This is not to blow trumpets, although I'm proud and happy that we started in on this sometime ago. What it is now, is to find a decentralised way to combine and integrate all these discussions including (one of my favourites) discussion about tools/approaches for platform cooperatives: http://platformcoop.net/, simple sound-bite, alternatives to Uber, Air BnB etc. There's a lot to do, policy, pharmacology (how systems combine well or do not), standards and governance, to start with.
That is, rather than the great and good creating another easily exploitable monolith with a couple of commercial search engines, we need (as Jeff Goldblum said) to make 'a whole lot of brand new mistakes' and hopefully something radically different. For a start, gopher: https://en.wikipedia.org/wiki/..., anyone? Back to the future.
On y va, qui mal y pense!
George Orwell himself a veteran wrote 1984 in 1949 at a time when people had done it tough and fought for freedom.
He would be disgusted at today's simpering wimps who gave up their privacy without a fight.
It is true that governments (and international criminal structures) use surveillance. This is the reality. And there's no way around it.
However, good people are to learn using these tools too. We see already some examples how digital technologies allowed to demonstrate what had been hush-hush doubtful schemes for decades.
Forget about ending it, but learn to use it smartly (and legally) too.
Well, the Internet is the largest network for a great many things. Surveillance is just one of them. If it such a prominent and important function it says more about the people who are on it than about the network itself.

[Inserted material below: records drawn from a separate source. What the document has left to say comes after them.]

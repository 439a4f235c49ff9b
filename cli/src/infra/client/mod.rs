//! Typed platform API client.
//!
//! `ShipaClient` owns a `Transport` and implements the resource port traits
//! on top of a handful of verb helpers. Each helper applies the status
//! policy for its verb class and the body checks the platform needs.

mod access;
mod apps;
mod clusters;
mod jobs;
mod pools;
mod volumes;

use anyhow::{Context, Result};
use serde::Serialize;
use serde::de::DeserializeOwned;

use crate::application::ports::{PlanApi, Transport};
use crate::domain::response::{self, VerbClass};
use crate::domain::{ApiRequest, ApiResult, ClientConfig, DeployForm, Method, PlatformError};
use crate::infra::transport::HttpTransport;

pub(crate) const API_CLUSTERS: &str = "provisioner/clusters";
pub(crate) const API_FRAMEWORKS_CONFIG: &str = "frameworks-config";
pub(crate) const API_POOLS: &str = "pools";
pub(crate) const API_APPS: &str = "apps";
pub(crate) const API_USERS: &str = "users";
pub(crate) const API_PLANS: &str = "plans";
pub(crate) const API_TEAMS: &str = "teams";
pub(crate) const API_ROLES: &str = "roles";
pub(crate) const API_VOLUMES: &str = "volumes";
pub(crate) const API_VOLUME_PLANS: &str = "volume-plans";
pub(crate) const API_JOBS: &str = "jobs";

/// Client for the platform REST API.
pub struct ShipaClient<T = HttpTransport> {
    transport: T,
}

impl ShipaClient<HttpTransport> {
    /// Build an HTTP client and check the token by listing plans.
    ///
    /// # Errors
    ///
    /// Returns `shipa client auth failed: ...` when the probe fails.
    pub fn connect(config: &ClientConfig) -> Result<Self> {
        let client = Self::new(HttpTransport::new(config));
        client.list_plans().context("shipa client auth failed")?;
        tracing::debug!(host = %config.host, "authenticated");
        Ok(client)
    }
}

impl<T: Transport> ShipaClient<T> {
    #[must_use]
    pub fn new(transport: T) -> Self {
        Self { transport }
    }

    #[must_use]
    pub fn transport(&self) -> &T {
        &self.transport
    }

    /// GET a collection or object: exactly 200, then decode.
    pub(crate) fn get<R: DeserializeOwned>(&self, path: &[&str]) -> ApiResult<R> {
        let resp = self.transport.send(&ApiRequest::new(Method::Get, path))?;
        response::check_status(VerbClass::Get, &resp)?;
        response::decode(&resp)
    }

    /// GET one object by key. Absence is reported as `NotFound`.
    pub(crate) fn lookup<R: DeserializeOwned>(
        &self,
        kind: &'static str,
        name: &str,
        path: &[&str],
    ) -> ApiResult<R> {
        let resp = self.transport.send(&ApiRequest::new(Method::Get, path))?;
        response::check_lookup(&resp, kind, name)?;
        response::decode(&resp)
    }

    /// POST a JSON payload: 200 or 201, then the trailing-line error check.
    pub(crate) fn post(&self, payload: &impl Serialize, path: &[&str]) -> ApiResult<()> {
        let req = ApiRequest::new(Method::Post, path).json(encode(payload)?);
        let resp = self.transport.send(&req)?;
        response::check_create(&resp)
    }

    /// Like [`Self::post`], then decode the body.
    pub(crate) fn post_with_result<R: DeserializeOwned>(
        &self,
        payload: &impl Serialize,
        path: &[&str],
    ) -> ApiResult<R> {
        let req = ApiRequest::new(Method::Post, path).json(encode(payload)?);
        let resp = self.transport.send(&req)?;
        response::check_create(&resp)?;
        response::decode(&resp)
    }

    pub(crate) fn put(&self, payload: &impl Serialize, path: &[&str]) -> ApiResult<()> {
        let req = ApiRequest::new(Method::Put, path).json(encode(payload)?);
        let resp = self.transport.send(&req)?;
        response::check_status(VerbClass::Put, &resp)
    }

    pub(crate) fn delete(&self, path: &[&str]) -> ApiResult<()> {
        self.send_delete(ApiRequest::new(Method::Delete, path))
    }

    pub(crate) fn delete_with_query(
        &self,
        path: &[&str],
        query: Vec<(String, String)>,
    ) -> ApiResult<()> {
        let mut req = ApiRequest::new(Method::Delete, path);
        req.query = query;
        self.send_delete(req)
    }

    pub(crate) fn delete_with_payload(
        &self,
        payload: &impl Serialize,
        path: &[&str],
    ) -> ApiResult<()> {
        self.send_delete(ApiRequest::new(Method::Delete, path).json(encode(payload)?))
    }

    /// POST a URL-encoded deploy form: 200, 201 or 202, then the deploy
    /// body checks.
    pub(crate) fn post_form(&self, form: &DeployForm, path: &[&str]) -> ApiResult<()> {
        let req = ApiRequest::new(Method::Post, path).form(form.pairs());
        let resp = self.transport.send(&req)?;
        tracing::debug!(status = resp.status, body = %resp.text(), "deploy response");
        response::check_deploy(&resp)
    }

    fn send_delete(&self, req: ApiRequest) -> ApiResult<()> {
        let resp = self.transport.send(&req)?;
        response::check_status(VerbClass::Delete, &resp)
    }
}

fn encode(payload: &impl Serialize) -> ApiResult<serde_json::Value> {
    serde_json::to_value(payload).map_err(|e| PlatformError::Encode(e.to_string()))
}

/// Find `name` in a listed collection, or report it missing.
pub(crate) fn find_by<I, F>(items: Vec<I>, kind: &'static str, name: &str, key: F) -> ApiResult<I>
where
    F: Fn(&I) -> &str,
{
    items
        .into_iter()
        .find(|item| key(item) == name)
        .ok_or_else(|| PlatformError::NotFound {
            kind,
            name: name.to_string(),
        })
}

Its over and its lost. Its never going to happen. The only reason that what was known as the Internet in its early, more pure days existed was because it piggybacked off of a telecommunications network which was subject to strict regulation for other reasons. If none of that infrastructure had already existed and it was time to build the Internet again from scratch, there's no way in hell it would ever be open or free, and it will never be.
Maybe use amateur radio or something, but of course they can just jam that.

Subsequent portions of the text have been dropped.